The strategy is, essentially, to melt Ukraine’s borders
rather than march on Kyiv. Without something disrupting the shape of the war,
time is on Russia’s side—especially because Moscow has been successful at
disabling parts of Ukraine’s power grid, which will have to be repaired before
winter. Forcing Russia to defend itself inland scrambles Moscow’s strategy and
its assessment of its own resources.
Part of the reason Ukraine is going on offense is because
the West simply hasn’t provided it with what Kyiv would need to defeat Russia’s
invasion. It’s one of the ironies of the Biden administration’s obsession with
“de-escalation”: Ukraine had to open up a new front in the war to keep Russia’s
troops at bay because it didn’t have the firepower to stick to defense.
The recent arrival of F-16s to Ukraine is a case in
point. The U.S. was a hard sell on allowing Ukraine to get its hands on a batch
of the planes—we are now 900 days into the war, after all, and President Biden
approved the beginning of the transfer process a year ago. But these planes’

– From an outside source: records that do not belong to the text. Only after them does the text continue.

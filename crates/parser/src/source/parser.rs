//! Single-file Go declaration extraction on top of tree-sitter

use crate::normalizer::normalize;
use provider_codegen_common::{
    CodegenError, FieldRecord, ImportTable, OperationRecord, Parameter, Result, TypeRecord,
};
use regex::Regex;
use std::sync::LazyLock;
use tree_sitter::{Node, Parser};

/// Methods that exist for JSON plumbing on every generated model
const IGNORED_METHODS: &[&str] = &[
    "UnmarshalJSON",
    "MarshalJSON",
    "SetValue",
    "GetValue",
    "SetData",
    "GetData",
];

const INTEGER_TYPES: &[&str] = &[
    "int", "int8", "int16", "int32", "int64", "uint", "uint8", "uint16", "uint32", "uint64",
];

static IMPORT_ALIAS_NAME: LazyLock<Regex> =
    LazyLock::new(|| Regex::new(r"^import\d+$").expect("import alias pattern is valid"));

/// A constant declared with an explicit named type and an integer value
#[derive(Debug, Clone, PartialEq, Eq)]
pub struct TypedConst {
    pub name: String,
    pub type_name: String,
    pub value: i64,
}

/// Declarations found in one Go source file
#[derive(Debug, Clone, Default)]
pub struct ParsedFile {
    /// Path relative to the walked root
    pub path: String,
    pub imports: ImportTable,
    pub types: Vec<TypeRecord>,
    pub operations: Vec<OperationRecord>,
    /// Named types whose underlying type is an integer
    pub integer_types: Vec<String>,
    pub typed_consts: Vec<TypedConst>,
}

/// Go source parser
///
/// Wraps a tree-sitter parser configured for Go. A file whose syntax tree
/// contains error nodes is rejected as a whole rather than partially read.
pub struct GoSourceParser {
    parser: Parser,
}

impl GoSourceParser {
    pub fn new() -> Result<Self> {
        let mut parser = Parser::new();
        parser
            .set_language(&tree_sitter_go::LANGUAGE.into())
            .map_err(|e| {
                CodegenError::Configuration(format!("Failed to load Go grammar: {}", e))
            })?;
        Ok(Self { parser })
    }

    /// Parse Go source text; `path` is only used for records and errors
    pub fn parse_source(&mut self, source: &str, path: &str) -> Result<ParsedFile> {
        let tree = self
            .parser
            .parse(source, None)
            .ok_or_else(|| CodegenError::Parse {
                path: path.into(),
                message: "parser returned no syntax tree".to_string(),
            })?;

        let root = tree.root_node();
        if root.has_error() {
            return Err(CodegenError::Parse {
                path: path.into(),
                message: "source contains syntax errors".to_string(),
            });
        }

        let src = source.as_bytes();
        let mut parsed = ParsedFile {
            path: path.to_string(),
            ..Default::default()
        };

        let mut cursor = root.walk();
        let top_level: Vec<Node> = root.named_children(&mut cursor).collect();

        // Imports first so every record below sees the full table
        for node in top_level.iter().filter(|n| n.kind() == "import_declaration") {
            collect_imports(*node, src, &mut parsed.imports);
        }

        for node in top_level {
            match node.kind() {
                "type_declaration" => collect_types(node, src, &mut parsed),
                "method_declaration" => {
                    if let Some(operation) = method_record(node, src, &parsed) {
                        parsed.operations.push(operation);
                    }
                },
                "const_declaration" => collect_consts(node, src, &mut parsed.typed_consts),
                _ => {},
            }
        }

        Ok(parsed)
    }
}

fn text<'a>(node: Node, src: &'a [u8]) -> &'a str {
    node.utf8_text(src).unwrap_or_default()
}

fn collect_imports(decl: Node, src: &[u8], imports: &mut ImportTable) {
    let mut cursor = decl.walk();
    for child in decl.named_children(&mut cursor) {
        match child.kind() {
            "import_spec" => add_import(child, src, imports),
            "import_spec_list" => {
                let mut inner = child.walk();
                for spec in child.named_children(&mut inner) {
                    if spec.kind() == "import_spec" {
                        add_import(spec, src, imports);
                    }
                }
            },
            _ => {},
        }
    }
}

fn add_import(spec: Node, src: &[u8], imports: &mut ImportTable) {
    let (Some(alias), Some(path)) = (
        spec.child_by_field_name("name"),
        spec.child_by_field_name("path"),
    ) else {
        return;
    };

    let alias = text(alias, src);
    if IMPORT_ALIAS_NAME.is_match(alias) {
        let path = text(path, src).trim_matches(|c| c == '"' || c == '`');
        imports.insert(alias.to_string(), path.to_string());
    }
}

fn collect_types(decl: Node, src: &[u8], parsed: &mut ParsedFile) {
    let mut cursor = decl.walk();
    for spec in decl.named_children(&mut cursor) {
        if spec.kind() != "type_spec" {
            continue;
        }
        let (Some(name), Some(ty)) = (
            spec.child_by_field_name("name"),
            spec.child_by_field_name("type"),
        ) else {
            continue;
        };
        let name = text(name, src).to_string();

        match ty.kind() {
            "struct_type" => parsed.types.push(TypeRecord {
                name,
                fields: struct_fields(ty, src),
                file: parsed.path.clone(),
                imports: parsed.imports.clone(),
            }),
            "type_identifier" if INTEGER_TYPES.contains(&text(ty, src)) => {
                parsed.integer_types.push(name);
            },
            _ => {},
        }
    }
}

fn struct_fields(struct_type: Node, src: &[u8]) -> Vec<FieldRecord> {
    let mut fields = Vec::new();
    let mut cursor = struct_type.walk();

    for list in struct_type.named_children(&mut cursor) {
        if list.kind() != "field_declaration_list" {
            continue;
        }
        let mut list_cursor = list.walk();
        for decl in list.named_children(&mut list_cursor) {
            if decl.kind() != "field_declaration" {
                continue;
            }
            let Some(ty) = decl.child_by_field_name("type") else {
                continue;
            };

            let mut name_cursor = decl.walk();
            let names: Vec<&str> = decl
                .children_by_field_name("name", &mut name_cursor)
                .map(|n| text(n, src))
                .collect();

            if names.is_empty() {
                // Embedded: the optional `*` sits before the type node
                let raw = std::str::from_utf8(&src[decl.start_byte()..ty.end_byte()])
                    .unwrap_or_default();
                fields.push(FieldRecord::new("", normalize(raw)));
                continue;
            }

            let raw_type = normalize(text(ty, src));
            let tag = decl
                .child_by_field_name("tag")
                .map(|t| text(t, src).to_string())
                .unwrap_or_default();
            for name in names {
                fields.push(FieldRecord::new(name, raw_type.clone()).with_tag(tag.clone()));
            }
        }
    }

    fields
}

fn method_record(node: Node, src: &[u8], parsed: &ParsedFile) -> Option<OperationRecord> {
    let name = text(node.child_by_field_name("name")?, src);
    if IGNORED_METHODS.contains(&name) {
        return None;
    }
    let owning_type = receiver_type(node.child_by_field_name("receiver")?, src)?;

    let params = node
        .child_by_field_name("parameters")
        .map(|list| parameters(list, src))
        .unwrap_or_default();

    let returns = match node.child_by_field_name("result") {
        None => Vec::new(),
        Some(result) if result.kind() == "parameter_list" => parameters(result, src)
            .into_iter()
            .map(|p| p.type_name)
            .collect(),
        Some(result) => vec![normalize(text(result, src))],
    };

    Some(OperationRecord {
        name: name.to_string(),
        owning_type,
        file: parsed.path.clone(),
        params,
        returns,
        imports: parsed.imports.clone(),
    })
}

fn receiver_type(receiver: Node, src: &[u8]) -> Option<String> {
    let mut cursor = receiver.walk();
    let decl = receiver
        .named_children(&mut cursor)
        .find(|n| n.kind() == "parameter_declaration")?;

    let mut ty = decl.child_by_field_name("type")?;
    if ty.kind() == "pointer_type" {
        let mut inner = ty.walk();
        ty = ty.named_children(&mut inner).next()?;
    }
    if ty.kind() == "generic_type" {
        ty = ty.child_by_field_name("type")?;
    }
    Some(text(ty, src).trim_start_matches('*').to_string())
}

fn parameters(list: Node, src: &[u8]) -> Vec<Parameter> {
    let mut params = Vec::new();
    let mut cursor = list.walk();

    for decl in list.named_children(&mut cursor) {
        let type_name = match (decl.kind(), decl.child_by_field_name("type")) {
            ("parameter_declaration", Some(ty)) => normalize(text(ty, src)),
            ("variadic_parameter_declaration", Some(ty)) => {
                format!("...{}", normalize(text(ty, src)))
            },
            _ => continue,
        };

        let mut name_cursor = decl.walk();
        let names: Vec<&str> = decl
            .children_by_field_name("name", &mut name_cursor)
            .map(|n| text(n, src))
            .collect();

        if names.is_empty() {
            params.push(Parameter::new("", type_name));
        } else {
            for name in names {
                params.push(Parameter::new(name, type_name.clone()));
            }
        }
    }

    params
}

fn collect_consts(decl: Node, src: &[u8], consts: &mut Vec<TypedConst>) {
    // A spec without values repeats the type and expressions above it
    let mut previous: Option<(Option<String>, Vec<String>)> = None;
    let mut iota = 0i64;

    let mut cursor = decl.walk();
    for spec in decl.named_children(&mut cursor) {
        if spec.kind() != "const_spec" {
            continue;
        }

        if let Some(values) = spec.child_by_field_name("value") {
            let mut value_cursor = values.walk();
            let exprs = values
                .named_children(&mut value_cursor)
                .map(|expr| text(expr, src).to_string())
                .collect();
            let ty = spec.child_by_field_name("type").map(|ty| text(ty, src).to_string());
            previous = Some((ty, exprs));
        }

        if let Some((Some(type_name), exprs)) = &previous {
            let mut name_cursor = spec.walk();
            let names = spec.children_by_field_name("name", &mut name_cursor);
            for (name, expr) in names.zip(exprs) {
                let name = text(name, src);
                if name == "_" {
                    continue;
                }
                if let Some(value) = eval_const_expr(expr, iota) {
                    consts.push(TypedConst {
                        name: name.to_string(),
                        type_name: type_name.clone(),
                        value,
                    });
                }
            }
        }
        iota += 1;
    }
}

/// Evaluate an integer constant expression: a literal, `iota`, or one binary
/// operation (`+`, `-`, `*`, `<<`) over those
fn eval_const_expr(expr: &str, iota: i64) -> Option<i64> {
    let operand = |s: &str| {
        let s = s.trim().trim_start_matches('(').trim_end_matches(')').trim();
        if s == "iota" {
            Some(iota)
        } else {
            parse_int_literal(s)
        }
    };

    if let Some(value) = operand(expr) {
        return Some(value);
    }
    if let Some((lhs, rhs)) = expr.split_once("<<") {
        return operand(lhs)?.checked_shl(u32::try_from(operand(rhs)?).ok()?);
    }
    for op in ['+', '-', '*'] {
        if let Some((lhs, rhs)) = expr.trim().split_once(op).filter(|(l, _)| !l.trim().is_empty()) {
            let (lhs, rhs) = (operand(lhs)?, operand(rhs)?);
            return match op {
                '+' => lhs.checked_add(rhs),
                '-' => lhs.checked_sub(rhs),
                _ => lhs.checked_mul(rhs),
            };
        }
    }
    None
}

/// Parse a Go integer literal (decimal, hex, octal or binary, `_` separators allowed)
pub fn parse_int_literal(literal: &str) -> Option<i64> {
    let literal = literal.trim();
    let (negative, digits) = match literal.strip_prefix('-') {
        Some(rest) => (true, rest.trim_start()),
        None => (false, literal),
    };
    let digits = digits.replace('_', "");

    let (radix, body) = match digits.get(..2) {
        Some("0x") | Some("0X") => (16, &digits[2..]),
        Some("0o") | Some("0O") => (8, &digits[2..]),
        Some("0b") | Some("0B") => (2, &digits[2..]),
        _ if digits.len() > 1 && digits.starts_with('0') => (8, &digits[1..]),
        _ => (10, digits.as_str()),
    };

    let value = i64::from_str_radix(body, radix).ok()?;
    Some(if negative { -value } else { value })
}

true value is in bolstering Ukraine’s defense, not offense. “The planes
Kyiv has received are ideally suited to the task of shooting down the Russian
missiles and drones that are regularly fired at Ukrainian cities and vital infrastructure,”
notes
the Atlantic Council’s Olena Tregub.
Along the same lines, if the West wants this war to end,
Ukraine’s foray into Kursk is designed to facilitate that. “When will it be
possible to conduct a negotiation process in the way that we can push [the
Russians] or get something from them?” asked
Myhailo Podolyak, a top adviser to Ukrainian President Volodymyr Zelenskyy.
“Only when the war is not going on according to their scenarios.”
There’s a basic point here, but it’s one the Biden
administration has routinely ignored: Our allies want to negotiate from a place
of strength not weakness. Tying their hands only prevents that from happening.
A lot less blood could have been spilled to get them to this point.
The same is true in Israel. The U.S., Egypt, and Qatar
invited negotiators to put the finishing touches on a ceasefire deal at a
conference next week in Cairo or Doha. Israel has accepted and will send a
delegation. For months now, Hamas leader Yahya Sinwar has—at least according to
the Biden administration—refused to take “yes” for an answer. What is
motivating Sinwar to close the deal now, finally?
First and foremost, his back is against the wall. Hamas’s
leadership has been obliterated by Israel, Hamas’s forces have been routed out
of key battlegrounds, and Israel now holds the Rafah crossing area and the
Philadelphi Corridor, a prime smuggling and resupply route for Hamas.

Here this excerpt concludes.